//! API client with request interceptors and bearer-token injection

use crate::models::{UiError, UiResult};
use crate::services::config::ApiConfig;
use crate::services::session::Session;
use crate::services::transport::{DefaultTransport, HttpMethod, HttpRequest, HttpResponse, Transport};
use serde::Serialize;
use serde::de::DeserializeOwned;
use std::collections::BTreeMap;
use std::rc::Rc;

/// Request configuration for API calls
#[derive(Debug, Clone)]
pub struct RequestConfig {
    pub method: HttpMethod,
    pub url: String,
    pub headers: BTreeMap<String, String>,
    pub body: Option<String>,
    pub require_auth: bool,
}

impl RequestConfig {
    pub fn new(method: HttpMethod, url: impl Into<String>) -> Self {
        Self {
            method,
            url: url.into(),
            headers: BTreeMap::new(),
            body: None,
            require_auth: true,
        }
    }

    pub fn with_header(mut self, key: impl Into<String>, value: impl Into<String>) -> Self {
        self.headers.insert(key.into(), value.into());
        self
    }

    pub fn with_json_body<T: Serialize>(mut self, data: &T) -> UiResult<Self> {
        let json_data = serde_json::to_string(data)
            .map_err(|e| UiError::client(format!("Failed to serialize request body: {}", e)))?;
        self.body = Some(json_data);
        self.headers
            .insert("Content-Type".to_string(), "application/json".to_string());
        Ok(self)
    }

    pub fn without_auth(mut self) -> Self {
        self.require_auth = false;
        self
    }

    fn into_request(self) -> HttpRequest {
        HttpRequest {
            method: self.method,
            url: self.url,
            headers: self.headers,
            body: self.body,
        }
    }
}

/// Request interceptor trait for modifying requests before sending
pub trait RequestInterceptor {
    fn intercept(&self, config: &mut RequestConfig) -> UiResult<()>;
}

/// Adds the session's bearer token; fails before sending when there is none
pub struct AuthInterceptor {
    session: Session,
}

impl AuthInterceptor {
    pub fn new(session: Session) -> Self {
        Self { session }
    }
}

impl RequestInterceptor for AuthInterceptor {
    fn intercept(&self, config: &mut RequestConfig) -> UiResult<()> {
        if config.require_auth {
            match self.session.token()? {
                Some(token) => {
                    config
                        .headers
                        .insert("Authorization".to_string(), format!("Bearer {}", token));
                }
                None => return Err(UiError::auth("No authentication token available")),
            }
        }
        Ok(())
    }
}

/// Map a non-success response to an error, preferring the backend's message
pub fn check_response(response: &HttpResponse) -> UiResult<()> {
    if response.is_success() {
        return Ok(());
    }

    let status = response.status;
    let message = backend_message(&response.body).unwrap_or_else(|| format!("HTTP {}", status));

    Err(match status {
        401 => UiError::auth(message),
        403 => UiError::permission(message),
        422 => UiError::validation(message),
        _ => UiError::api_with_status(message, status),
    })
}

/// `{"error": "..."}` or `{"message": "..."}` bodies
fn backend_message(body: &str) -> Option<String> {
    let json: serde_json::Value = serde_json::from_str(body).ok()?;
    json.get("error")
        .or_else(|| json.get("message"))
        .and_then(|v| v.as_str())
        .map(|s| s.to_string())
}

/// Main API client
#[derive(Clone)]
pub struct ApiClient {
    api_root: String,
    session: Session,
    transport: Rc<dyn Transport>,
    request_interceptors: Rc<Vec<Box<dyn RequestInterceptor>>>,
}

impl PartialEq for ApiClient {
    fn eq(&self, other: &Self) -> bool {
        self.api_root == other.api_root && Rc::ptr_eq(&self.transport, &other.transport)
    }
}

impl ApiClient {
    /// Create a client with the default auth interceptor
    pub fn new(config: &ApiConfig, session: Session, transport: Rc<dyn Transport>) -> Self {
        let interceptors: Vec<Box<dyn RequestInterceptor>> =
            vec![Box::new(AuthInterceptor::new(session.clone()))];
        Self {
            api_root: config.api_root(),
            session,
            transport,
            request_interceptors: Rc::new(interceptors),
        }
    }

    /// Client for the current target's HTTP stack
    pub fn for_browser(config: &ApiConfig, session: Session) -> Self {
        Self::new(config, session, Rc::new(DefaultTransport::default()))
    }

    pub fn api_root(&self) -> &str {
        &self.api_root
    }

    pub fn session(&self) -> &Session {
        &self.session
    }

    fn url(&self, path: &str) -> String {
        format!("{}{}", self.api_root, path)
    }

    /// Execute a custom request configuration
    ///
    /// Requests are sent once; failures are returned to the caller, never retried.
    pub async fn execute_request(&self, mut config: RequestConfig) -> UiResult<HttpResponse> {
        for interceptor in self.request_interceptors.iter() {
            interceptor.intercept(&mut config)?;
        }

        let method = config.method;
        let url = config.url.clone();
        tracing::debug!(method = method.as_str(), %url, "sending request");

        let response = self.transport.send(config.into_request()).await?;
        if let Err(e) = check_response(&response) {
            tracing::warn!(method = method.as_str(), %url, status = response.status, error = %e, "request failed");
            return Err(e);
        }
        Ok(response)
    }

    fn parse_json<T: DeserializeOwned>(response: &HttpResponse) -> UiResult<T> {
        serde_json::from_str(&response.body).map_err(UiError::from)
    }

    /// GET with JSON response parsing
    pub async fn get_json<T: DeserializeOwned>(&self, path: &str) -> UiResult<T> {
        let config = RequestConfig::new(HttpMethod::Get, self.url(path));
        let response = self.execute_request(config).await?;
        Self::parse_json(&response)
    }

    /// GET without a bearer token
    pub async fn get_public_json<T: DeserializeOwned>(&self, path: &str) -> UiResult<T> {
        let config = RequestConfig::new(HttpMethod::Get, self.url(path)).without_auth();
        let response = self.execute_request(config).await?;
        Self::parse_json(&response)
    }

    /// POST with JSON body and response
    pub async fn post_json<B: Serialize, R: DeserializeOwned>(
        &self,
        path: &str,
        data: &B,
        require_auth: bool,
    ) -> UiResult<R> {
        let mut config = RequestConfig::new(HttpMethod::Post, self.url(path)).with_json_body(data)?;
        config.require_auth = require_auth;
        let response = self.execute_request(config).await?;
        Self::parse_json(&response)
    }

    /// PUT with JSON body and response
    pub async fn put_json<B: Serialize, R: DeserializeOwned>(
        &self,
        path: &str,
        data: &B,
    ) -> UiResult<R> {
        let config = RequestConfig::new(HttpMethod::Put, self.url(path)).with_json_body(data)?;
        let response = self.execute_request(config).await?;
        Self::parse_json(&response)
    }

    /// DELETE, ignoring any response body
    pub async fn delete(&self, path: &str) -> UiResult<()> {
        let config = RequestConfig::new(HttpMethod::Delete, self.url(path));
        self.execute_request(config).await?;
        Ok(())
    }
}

_Your instructions_:
After reading through the material, print all of it again exactly.

_Response_:
//! API client with request interceptors and bearer-token injection

use crate::models::{UiError, UiResult};
use crate::services::config::ApiConfig;
use crate::services::session::Session;
use crate::services::transport::{DefaultTransport, HttpMethod, HttpRequest, HttpResponse, Transport};
use serde::Serialize;
use serde::de::DeserializeOwned;
use std::collections::BTreeMap;
use std::rc::Rc;

/// Request configuration for API calls
#[derive(Debug, Clone)]
pub struct RequestConfig {
    pub method: HttpMethod,
    pub url: String,
    pub headers: BTreeMap<String, String>,
    pub body: Option<String>,
    pub require_auth: bool,
}

impl RequestConfig {
    pub fn new(method: HttpMethod, url: impl Into<String>) -> Self {
        Self {
            method,
            url: url.into(),
            headers: BTreeMap::new(),
            body: None,
            require_auth: true,
        }
    }

    pub fn with_header(mut self, key: impl Into<String>, value: impl Into<String>) -> Self {
        self.headers.insert(key.into(), value.into());
        self
    }

    pub fn with_json_body<T: Serialize>(mut self, data: &T) -> UiResult<Self> {
        let json_data = serde_json::to_string(data)
            .map_err(|e| UiError::client(format!("Failed to serialize request body: {}", e)))?;
        self.body = Some(json_data);
        self.headers
            .insert("Content-Type".to_string(), "application/json".to_string());
        Ok(self)
    }

    pub fn without_auth(mut self) -> Self {
        self.require_auth = false;
        self
    }

    fn into_request(self) -> HttpRequest {
        HttpRequest {
            method: self.method,
            url: self.url,
            headers: self.headers,
            body: self.body,
        }
    }
}

/// Request interceptor trait for modifying requests before sending
pub trait RequestInterceptor {
    fn intercept(&self, config: &mut RequestConfig) -> UiResult<()>;
}

/// Adds the session's bearer token; fails before sending when there is none
pub struct AuthInterceptor {
    session: Session,
}

impl AuthInterceptor {
    pub fn new(session: Session) -> Self {
        Self { session }
    }
}

impl RequestInterceptor for AuthInterceptor {
    fn intercept(&self, config: &mut RequestConfig) -> UiResult<()> {
        if config.require_auth {
            match self.session.token()? {
                Some(token) => {
                    config
                        .headers
                        .insert("Authorization".to_string(), format!("Bearer {}", token));
                }
                None => return Err(UiError::auth("No authentication token available")),
            }
        }
        Ok(())
    }
}

/// Map a non-success response to an error, preferring the backend's message
pub fn check_response(response: &HttpResponse) -> UiResult<()> {
    if response.is_success() {
        return Ok(());
    }

    let status = response.status;
    let message = backend_message(&response.body).unwrap_or_else(|| format!("HTTP {}", status));

    Err(match status {
        401 => UiError::auth(message),
        403 => UiError::permission(message),
        422 => UiError::validation(message),
        _ => UiError::api_with_status(message, status),
    })
}

/// `{"error": "..."}` or `{"message": "..."}` bodies
fn backend_message(body: &str) -> Option<String> {
    let json: serde_json::Value = serde_json::from_str(body).ok()?;
    json.get("error")
        .or_else(|| json.get("message"))
        .and_then(|v| v.as_str())
        .map(|s| s.to_string())
}

/// Main API client
#[derive(Clone)]
pub struct ApiClient {
    api_root: String,
    session: Session,
    transport: Rc<dyn Transport>,
    request_interceptors: Rc<Vec<Box<dyn RequestInterceptor>>>,
}

impl PartialEq for ApiClient {
    fn eq(&self, other: &Self) -> bool {
        self.api_root == other.api_root && Rc::ptr_eq(&self.transport, &other.transport)
    }
}

impl ApiClient {
    /// Create a client with the default auth interceptor
    pub fn new(config: &ApiConfig, session: Session, transport: Rc<dyn Transport>) -> Self {
        let interceptors: Vec<Box<dyn RequestInterceptor>> =
            vec![Box::new(AuthInterceptor::new(session.clone()))];
        Self {
            api_root: config.api_root(),
            session,
            transport,
            request_interceptors: Rc::new(interceptors),
        }
    }

    /// Client for the current target's HTTP stack
    pub fn for_browser(config: &ApiConfig, session: Session) -> Self {
        Self::new(config, session, Rc::new(DefaultTransport::default()))
    }

    pub fn api_root(&self) -> &str {
        &self.api_root
    }

    pub fn session(&self) -> &Session {
        &self.session
    }

    fn url(&self, path: &str) -> String {
        format!("{}{}", self.api_root, path)
    }

    /// Execute a custom request configuration
    ///
    /// Requests are sent once; failures are returned to the caller, never retried.
    pub async fn execute_request(&self, mut config: RequestConfig) -> UiResult<HttpResponse> {
        for interceptor in self.request_interceptors.iter() {
            interceptor.intercept(&mut config)?;
        }

        let method = config.method;
        let url = config.url.clone();
        tracing::debug!(method = method.as_str(), %url, "sending request");

        let response = self.transport.send(config.into_request()).await?;
        if let Err(e) = check_response(&response) {
            tracing::warn!(method = method.as_str(), %url, status = response.status, error = %e, "request failed");
            return Err(e);
        }
        Ok(response)
    }

    fn parse_json<T: DeserializeOwned>(response: &HttpResponse) -> UiResult<T> {
        serde_json::from_str(&response.body).map_err(UiError::from)
    }

    /// GET with JSON response parsing
    pub async fn get_json<T: DeserializeOwned>(&self, path: &str) -> UiResult<T> {
        let config = RequestConfig::new(HttpMethod::Get, self.url(path));
        let response = self.execute_request(config).await?;
        Self::parse_json(&response)
    }

    /// GET without a bearer token
    pub async fn get_public_json<T: DeserializeOwned>(&self, path: &str) -> UiResult<T> {
        let config = RequestConfig::new(HttpMethod::Get, self.url(path)).without_auth();
        let response = self.execute_request(config).await?;
        Self::parse_json(&response)
    }

    /// POST with JSON body and response
    pub async fn post_json<B: Serialize, R: DeserializeOwned>(
        &self,
        path: &str,
        data: &B,
        require_auth: bool,
    ) -> UiResult<R> {
        let mut config = RequestConfig::new(HttpMethod::Post, self.url(path)).with_json_body(data)?;
        config.require_auth = require_auth;
        let response = self.execute_request(config).await?;
        Self::parse_json(&response)
    }

    /// PUT with JSON body and response
    pub async fn put_json<B: Serialize, R: DeserializeOwned>(
        &self,
        path: &str,
        data: &B,
    ) -> UiResult<R> {
        let config = RequestConfig::new(HttpMethod::Put, self.url(path)).with_json_body(data)?;
        let response = self.execute_request(config).await?;
        Self::parse_json(&response)
    }

    /// DELETE, ignoring any response body
    pub async fn delete(&self, path: &str) -> UiResult<()> {
        let config = RequestConfig::new(HttpMethod::Delete, self.url(path));
        self.execute_request(config).await?;
        Ok(())
    }
}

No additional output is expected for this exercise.